Northern California Wildfire Has Burned 350,000 Acres

Reuters reports:

A northern California wildfire is now the country’s largest, after doubling in size in 24 hours. The Park Fire had burned more than 350,000 acres about 90 miles north of the state capital city of Sacramento as of Saturday afternoon, according to the California Department of Forestry and Fire Protection, or Cal Fire.
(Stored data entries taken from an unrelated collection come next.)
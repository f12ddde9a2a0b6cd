//! CLI interface for transit-orchestrator

use anyhow::{Context, Result};
use clap::{Parser, Subcommand};
use std::path::PathBuf;

use crate::config::{self, Config};
use crate::orchestrator::directory::AgentDirectory;
use crate::orchestrator::orchestrator::build_router;
use crate::orchestrator::{IntentRouter, Orchestrator};
use crate::types::AgentId;

#[derive(Parser)]
#[command(name = "transit-orchestrator")]
#[command(about = "Routes transit questions to alerts, stops and trip-planning agents", long_about = None)]
#[command(version)]
struct Cli {
    /// Path to the config file
    #[arg(short, long, global = true, env = "TRANSIT_CONFIG")]
    config: Option<PathBuf>,

    /// Log at info level (RUST_LOG still wins)
    #[arg(short, long, global = true)]
    verbose: bool,

    #[command(subcommand)]
    command: Commands,
}

#[derive(Subcommand)]
enum Commands {
    /// Run one orchestrated turn and print the answer
    Ask {
        /// The question
        message: String,
        /// Conversation id (default: random UUID)
        #[arg(short = 'C', long)]
        conversation_id: Option<String>,
        /// Print the full outcome as JSON
        #[arg(long)]
        json: bool,
    },
    /// Show how a message would be routed, without calling agents
    Classify {
        /// The message to classify
        message: String,
        /// Force the keyword rules
        #[arg(long)]
        keyword: bool,
    },
    /// Resolve an agent's address through the registry (or fallback)
    Resolve {
        /// Agent name: alerts, stops, planner or the full mbta-* name
        agent: String,
    },
    /// Start the web server
    Serve {
        /// Port to listen on (default: from config)
        #[arg(short, long)]
        port: Option<u16>,
        /// Host to bind to (default: from config)
        #[arg(long)]
        host: Option<String>,
    },
    /// Show or initialise the configuration
    Config {
        /// Show current configuration
        #[arg(long)]
        show: bool,
        /// Write a default config file if none exists
        #[arg(long)]
        init: bool,
        /// Print the config file path
        #[arg(long)]
        path: bool,
    },
}

fn init_tracing(verbose: bool) {
    let level = if verbose { tracing::Level::INFO } else { tracing::Level::WARN };
    let filter = tracing_subscriber::EnvFilter::builder()
        .with_default_directive(level.into())
        .from_env_lossy();
    tracing_subscriber::fmt().with_env_filter(filter).init();
}

fn resolve_config_path(explicit: Option<PathBuf>) -> Result<PathBuf> {
    match explicit {
        Some(path) => Ok(path),
        None => config::config_path(),
    }
}

pub async fn run() -> Result<()> {
    let cli = Cli::parse();
    init_tracing(cli.verbose);

    let config_path = resolve_config_path(cli.config)?;
    let config = Config::load_from(&config_path)?;

    match cli.command {
        Commands::Ask { message, conversation_id, json } => {
            let orchestrator = Orchestrator::from_config(&config)?;
            let conversation_id = conversation_id.unwrap_or_else(|| uuid::Uuid::new_v4().to_string());
            let outcome = orchestrator.process(&message, &conversation_id).await;

            if json {
                println!("{}", serde_json::to_string_pretty(&outcome)?);
            } else {
                println!("{}", outcome.response);
                println!();
                println!(
                    "intent: {} ({:.2})  agents: {}",
                    outcome.intent,
                    outcome.confidence,
                    outcome
                        .agents_called
                        .iter()
                        .map(AgentId::name)
                        .collect::<Vec<_>>()
                        .join(", ")
                );
            }
        }
        Commands::Classify { message, keyword } => {
            let mut config = config;
            if keyword {
                config.classifier.backend = config::ClassifierBackend::Keyword;
            }
            let (router, kind) = build_router(&config)?;
            let decision = router.classify(&message).await;
            println!("router: {:?}", kind);
            println!("{}", serde_json::to_string_pretty(&decision)?);
        }
        Commands::Resolve { agent } => {
            let agent: AgentId = agent
                .parse()
                .map_err(|e: String| anyhow::anyhow!(e))
                .context("Expected alerts, stops or planner")?;
            let directory = AgentDirectory::from_config(&config.registry, &config.agents.fallback)?;
            let descriptor = directory.resolve(agent).await;
            println!("{}", serde_json::to_string_pretty(&descriptor)?);
        }
        Commands::Serve { port, host } => {
            let host = host.unwrap_or_else(|| config.server.host.clone());
            let port = port.unwrap_or(config.server.port);
            crate::server::start(config, &host, port).await?;
        }
        Commands::Config { show, init, path } => {
            if path {
                println!("{}", config_path.display());
            } else if init {
                if config_path.exists() {
                    println!("Config already exists at {}", config_path.display());
                } else {
                    Config::default().save_to(&config_path)?;
                    println!("Wrote default config to {}", config_path.display());
                }
            } else if show {
                // api_key is never serialized
                println!("{}", toml::to_string_pretty(&config)?);
                println!(
                    "# classifier api key: {}",
                    if config.classifier.api_key.is_some() { "set (OPENAI_API_KEY)" } else { "not set" }
                );
            } else {
                println!("{}", config::default_config_toml());
            }
        }
    }

    Ok(())
}

#[cfg(test)]
mod tests {
    use super::*;
    use clap::CommandFactory;

    #[test]
    fn test_cli_definition() {
        Cli::command().debug_assert();
    }

    #[test]
    fn test_parse_ask() {
        let cli = Cli::try_parse_from(["transit-orchestrator", "ask", "Red Line delays?", "--json"]).unwrap();
        match cli.command {
            Commands::Ask { message, json, conversation_id } => {
                assert_eq!(message, "Red Line delays?");
                assert!(json);
                assert!(conversation_id.is_none());
            }
            _ => panic!("expected ask"),
        }
    }

    #[test]
    fn test_global_flags_after_subcommand() {
        let cli = Cli::try_parse_from(["transit-orchestrator", "serve", "--port", "9000", "-v"]).unwrap();
        assert!(cli.verbose);
        assert!(matches!(cli.command, Commands::Serve { port: Some(9000), host: None }));
    }
}
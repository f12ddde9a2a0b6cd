//! Configuration management
//!
//! Registry discovery, agent fallback addresses, classifier backend and
//! server settings. Loaded from a TOML file, then overridden from the
//! environment.

use anyhow::{Context, Result};
use serde::{Deserialize, Serialize};
use std::path::{Path, PathBuf};
use std::time::Duration;

/// Main configuration structure
#[derive(Debug, Clone, Default, Serialize, Deserialize)]
pub struct Config {
    /// Agent registry discovery
    #[serde(default)]
    pub registry: RegistryConfig,
    /// Agent invocation and static fallback addresses
    #[serde(default)]
    pub agents: AgentsConfig,
    /// Intent classifier selection
    #[serde(default)]
    pub classifier: ClassifierConfig,
    /// HTTP entry point
    #[serde(default)]
    pub server: ServerConfig,
}

#[derive(Debug, Clone, Serialize, Deserialize)]
pub struct RegistryConfig {
    /// Base URL of the registry service
    #[serde(default = "default_registry_url")]
    pub url: String,
    /// Timeout for a single registry search
    #[serde(default = "default_lookup_timeout")]
    pub lookup_timeout_secs: u64,
    /// How long a discovered address stays valid
    #[serde(default = "default_cache_ttl")]
    pub cache_ttl_secs: u64,
}

fn default_registry_url() -> String {
    "http://localhost:6900".to_string()
}

fn default_lookup_timeout() -> u64 {
    5
}

fn default_cache_ttl() -> u64 {
    300
}

impl Default for RegistryConfig {
    fn default() -> Self {
        Self {
            url: default_registry_url(),
            lookup_timeout_secs: default_lookup_timeout(),
            cache_ttl_secs: default_cache_ttl(),
        }
    }
}

impl RegistryConfig {
    pub fn lookup_timeout(&self) -> Duration {
        Duration::from_secs(self.lookup_timeout_secs)
    }

    pub fn cache_ttl(&self) -> Duration {
        Duration::from_secs(self.cache_ttl_secs)
    }
}

#[derive(Debug, Clone, Serialize, Deserialize)]
pub struct AgentsConfig {
    /// Timeout for one agent call
    #[serde(default = "default_invoke_timeout")]
    pub invoke_timeout_secs: u64,
    /// Value sent as `metadata.source` in every request envelope
    #[serde(default = "default_source")]
    pub source: String,
    /// Addresses used when the registry cannot resolve an agent
    #[serde(default)]
    pub fallback: FallbackConfig,
}

fn default_invoke_timeout() -> u64 {
    10
}

fn default_source() -> String {
    "stategraph-orchestrator".to_string()
}

impl Default for AgentsConfig {
    fn default() -> Self {
        Self {
            invoke_timeout_secs: default_invoke_timeout(),
            source: default_source(),
            fallback: FallbackConfig::default(),
        }
    }
}

impl AgentsConfig {
    pub fn invoke_timeout(&self) -> Duration {
        Duration::from_secs(self.invoke_timeout_secs)
    }
}

/// One base URL per agent, so the fallback table is always complete
#[derive(Debug, Clone, Serialize, Deserialize)]
pub struct FallbackConfig {
    #[serde(default = "default_alerts_url")]
    pub alerts: String,
    #[serde(default = "default_stops_url")]
    pub stops: String,
    #[serde(default = "default_planner_url")]
    pub planner: String,
}

fn default_alerts_url() -> String {
    "http://localhost:8001".to_string()
}

fn default_stops_url() -> String {
    "http://localhost:8003".to_string()
}

fn default_planner_url() -> String {
    "http://localhost:8002".to_string()
}

impl Default for FallbackConfig {
    fn default() -> Self {
        Self {
            alerts: default_alerts_url(),
            stops: default_stops_url(),
            planner: default_planner_url(),
        }
    }
}

/// Which router strategy to run
#[derive(Debug, Clone, Copy, PartialEq, Eq, Default, Serialize, Deserialize)]
#[serde(rename_all = "snake_case")]
pub enum ClassifierBackend {
    #[default]
    Llm,
    Keyword,
}

impl std::str::FromStr for ClassifierBackend {
    type Err = anyhow::Error;

    fn from_str(s: &str) -> Result<Self> {
        match s.trim().to_lowercase().as_str() {
            "llm" => Ok(ClassifierBackend::Llm),
            "keyword" | "keywords" => Ok(ClassifierBackend::Keyword),
            other => anyhow::bail!("Unknown classifier backend '{}' (expected llm or keyword)", other),
        }
    }
}

/// What the LLM router does when classification fails
#[derive(Debug, Clone, Copy, PartialEq, Eq, Default, Serialize, Deserialize)]
#[serde(rename_all = "snake_case")]
pub enum FailurePolicy {
    /// Re-classify with the keyword rules
    #[default]
    Keyword,
    /// Answer with the fixed `general` decision
    General,
}

#[derive(Debug, Clone, Serialize, Deserialize)]
pub struct ClassifierConfig {
    #[serde(default)]
    pub backend: ClassifierBackend,
    #[serde(default)]
    pub on_failure: FailurePolicy,
    /// OpenAI-compatible API base URL
    #[serde(default = "default_classifier_base_url")]
    pub base_url: String,
    #[serde(default = "default_classifier_model")]
    pub model: String,
    #[serde(default = "default_temperature")]
    pub temperature: f32,
    #[serde(default = "default_max_tokens")]
    pub max_tokens: u32,
    #[serde(default = "default_classifier_timeout")]
    pub timeout_secs: u64,
    /// Read from the environment only, never written to disk
    #[serde(skip)]
    pub api_key: Option<String>,
}

fn default_classifier_base_url() -> String {
    "https://api.openai.com/v1".to_string()
}

fn default_classifier_model() -> String {
    "gpt-4o-mini".to_string()
}

fn default_temperature() -> f32 {
    0.3
}

fn default_max_tokens() -> u32 {
    300
}

fn default_classifier_timeout() -> u64 {
    15
}

impl Default for ClassifierConfig {
    fn default() -> Self {
        Self {
            backend: ClassifierBackend::default(),
            on_failure: FailurePolicy::default(),
            base_url: default_classifier_base_url(),
            model: default_classifier_model(),
            temperature: default_temperature(),
            max_tokens: default_max_tokens(),
            timeout_secs: default_classifier_timeout(),
            api_key: None,
        }
    }
}

impl ClassifierConfig {
    pub fn timeout(&self) -> Duration {
        Duration::from_secs(self.timeout_secs)
    }
}

#[derive(Debug, Clone, Serialize, Deserialize)]
pub struct ServerConfig {
    #[serde(default = "default_host")]
    pub host: String,
    #[serde(default = "default_port")]
    pub port: u16,
}

fn default_host() -> String {
    "127.0.0.1".to_string()
}

fn default_port() -> u16 {
    8080
}

impl Default for ServerConfig {
    fn default() -> Self {
        Self {
            host: default_host(),
            port: default_port(),
        }
    }
}

impl Config {
    /// Load configuration from a specific file. A missing file yields defaults.
    pub fn load_from(path: &Path) -> Result<Self> {
        let mut config = if path.exists() {
            let contents = std::fs::read_to_string(path)
                .with_context(|| format!("Failed to read config file {}", path.display()))?;
            toml::from_str(&contents)
                .with_context(|| format!("Failed to parse config file {}", path.display()))?
        } else {
            Config::default()
        };
        config.apply_overrides(|key| std::env::var(key).ok())?;
        Ok(config)
    }

    /// Save configuration to a file
    pub fn save_to(&self, path: &Path) -> Result<()> {
        if let Some(parent) = path.parent() {
            std::fs::create_dir_all(parent)
                .context("Failed to create config directory")?;
        }

        let contents = toml::to_string_pretty(self)
            .context("Failed to serialize config")?;

        std::fs::write(path, contents)
            .context("Failed to write config file")?;

        Ok(())
    }

    /// Apply overrides from an environment-like lookup
    pub fn apply_overrides<F>(&mut self, lookup: F) -> Result<()>
    where
        F: Fn(&str) -> Option<String>,
    {
        let get = |key: &str| lookup(key).filter(|v| !v.trim().is_empty());

        if let Some(url) = get("REGISTRY_URL") {
            self.registry.url = url;
        }
        if let Some(ttl) = get("DISCOVERY_CACHE_TTL_SECS") {
            self.registry.cache_ttl_secs = ttl.trim().parse()
                .context("DISCOVERY_CACHE_TTL_SECS must be a number of seconds")?;
        }
        if let Some(url) = get("FALLBACK_ALERTS_URL") {
            self.agents.fallback.alerts = url;
        }
        if let Some(url) = get("FALLBACK_STOPS_URL") {
            self.agents.fallback.stops = url;
        }
        if let Some(url) = get("FALLBACK_PLANNER_URL") {
            self.agents.fallback.planner = url;
        }
        if let Some(backend) = get("CLASSIFIER_BACKEND") {
            self.classifier.backend = backend.parse()?;
        }
        if let Some(model) = get("CLASSIFIER_MODEL") {
            self.classifier.model = model;
        }
        if let Some(url) = get("CLASSIFIER_BASE_URL") {
            self.classifier.base_url = url;
        }
        if let Some(key) = get("OPENAI_API_KEY") {
            self.classifier.api_key = Some(key);
        }
        Ok(())
    }
}

/// Get the configuration file path
pub fn config_path() -> Result<PathBuf> {
    let base = directories::ProjectDirs::from("com", "transit-orchestrator", "transit-orchestrator")
        .context("Failed to get project directories")?;
    Ok(base.config_dir().join("config.toml"))
}

/// Get default configuration as TOML string
pub fn default_config_toml() -> String {
    let config = Config::default();
    toml::to_string_pretty(&config).unwrap_or_else(|_| "# Default configuration\n".to_string())
}

#[cfg(test)]
mod tests {
    use super::*;
    use std::collections::HashMap;

    #[test]
    fn test_defaults() {
        let config = Config::default();
        assert_eq!(config.registry.cache_ttl_secs, 300);
        assert_eq!(config.registry.lookup_timeout_secs, 5);
        assert_eq!(config.agents.invoke_timeout_secs, 10);
        assert_eq!(config.classifier.backend, ClassifierBackend::Llm);
        assert_eq!(config.classifier.on_failure, FailurePolicy::Keyword);
        assert_eq!(config.agents.fallback.stops, "http://localhost:8003");
    }

    #[test]
    fn test_partial_toml_fills_defaults() {
        let toml_str = r#"
[registry]
url = "http://registry.internal:6900"

[classifier]
backend = "keyword"
"#;
        let config: Config = toml::from_str(toml_str).unwrap();
        assert_eq!(config.registry.url, "http://registry.internal:6900");
        assert_eq!(config.registry.cache_ttl_secs, 300);
        assert_eq!(config.classifier.backend, ClassifierBackend::Keyword);
        assert_eq!(config.classifier.model, "gpt-4o-mini");
        assert_eq!(config.server.port, 8080);
    }

    #[test]
    fn test_env_overrides() {
        let env: HashMap<&str, &str> = [
            ("REGISTRY_URL", "http://10.0.0.5:6900"),
            ("DISCOVERY_CACHE_TTL_SECS", "60"),
            ("FALLBACK_PLANNER_URL", "http://10.0.0.9:8002"),
            ("CLASSIFIER_BACKEND", "keyword"),
            ("OPENAI_API_KEY", "sk-test"),
            ("CLASSIFIER_MODEL", "  "),
        ]
        .into_iter()
        .collect();

        let mut config = Config::default();
        config
            .apply_overrides(|k| env.get(k).map(|v| v.to_string()))
            .unwrap();

        assert_eq!(config.registry.url, "http://10.0.0.5:6900");
        assert_eq!(config.registry.cache_ttl_secs, 60);
        assert_eq!(config.agents.fallback.planner, "http://10.0.0.9:8002");
        assert_eq!(config.classifier.backend, ClassifierBackend::Keyword);
        assert_eq!(config.classifier.api_key.as_deref(), Some("sk-test"));
        // blank values are ignored
        assert_eq!(config.classifier.model, "gpt-4o-mini");
    }

    #[test]
    fn test_bad_ttl_override_is_an_error() {
        let mut config = Config::default();
        let result = config.apply_overrides(|k| {
            (k == "DISCOVERY_CACHE_TTL_SECS").then(|| "five minutes".to_string())
        });
        assert!(result.is_err());
    }

    #[test]
    fn test_save_and_load_roundtrip() {
        let dir = tempfile::tempdir().unwrap();
        let path = dir.path().join("nested").join("config.toml");

        let mut config = Config::default();
        config.server.port = 9191;
        config.classifier.api_key = Some("never-written".to_string());
        config.save_to(&path).unwrap();

        let written = std::fs::read_to_string(&path).unwrap();
        assert!(!written.contains("never-written"));

        let loaded: Config = toml::from_str(&written).unwrap();
        assert_eq!(loaded.server.port, 9191);
        assert!(loaded.classifier.api_key.is_none());
    }

    #[test]
    fn test_missing_file_gives_defaults() {
        let dir = tempfile::tempdir().unwrap();
        let config = Config::load_from(&dir.path().join("absent.toml")).unwrap();
        assert_eq!(config.agents.source, "stategraph-orchestrator");
    }

    #[test]
    fn test_default_config_toml_parses() {
        let text = default_config_toml();
        let parsed: Config = toml::from_str(&text).unwrap();
        assert_eq!(parsed.registry.url, default_registry_url());
    }
}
Evacuation orders and warnings were issued for multiple communities in several counties, including a warning for Paradise, the town that was devastated by the 2018 Camp Fire, the deadliest in the state’s history. A man was arrested on Thursday on suspicion that he started the Park Fire by pushing a flaming car into a bone-dry gully.

SF Gate reports:

“It’s been growing 5,000 acres an hour since the inception or the ignition of this incident started,” Cal Fire Incident Commander Billy See said at a Saturday briefing. “OK, just to put that into perspective, we’re looking at almost 8 square miles an hour this thing is taking out.”

“This fire is going to burn for another couple weeks for sure,” Cal Fire spokesperson Robert Foxworthy told SFGATE on Saturday afternoon. “Even if the fire stopped tomorrow, there would still be weeks of work to do. This is a long-duration fire.”

CNN reports:



The Park Fire, which began Wednesday in the Chico area, has forced thousands of people to evacuate in Butte County, where the state’s deadliest wildfire, the Camp Fire, killed more than 85 people and destroyed thousands of homes in 2018.

Triple-digit temperatures and high wind gusts have fueled the explosive growth of the Park Fire amid an active fire season in California. An estimated 626,600 acres have burned across the state so far in 2024, compared to 25,254 acres burned by this time last year, according to Cal Fire.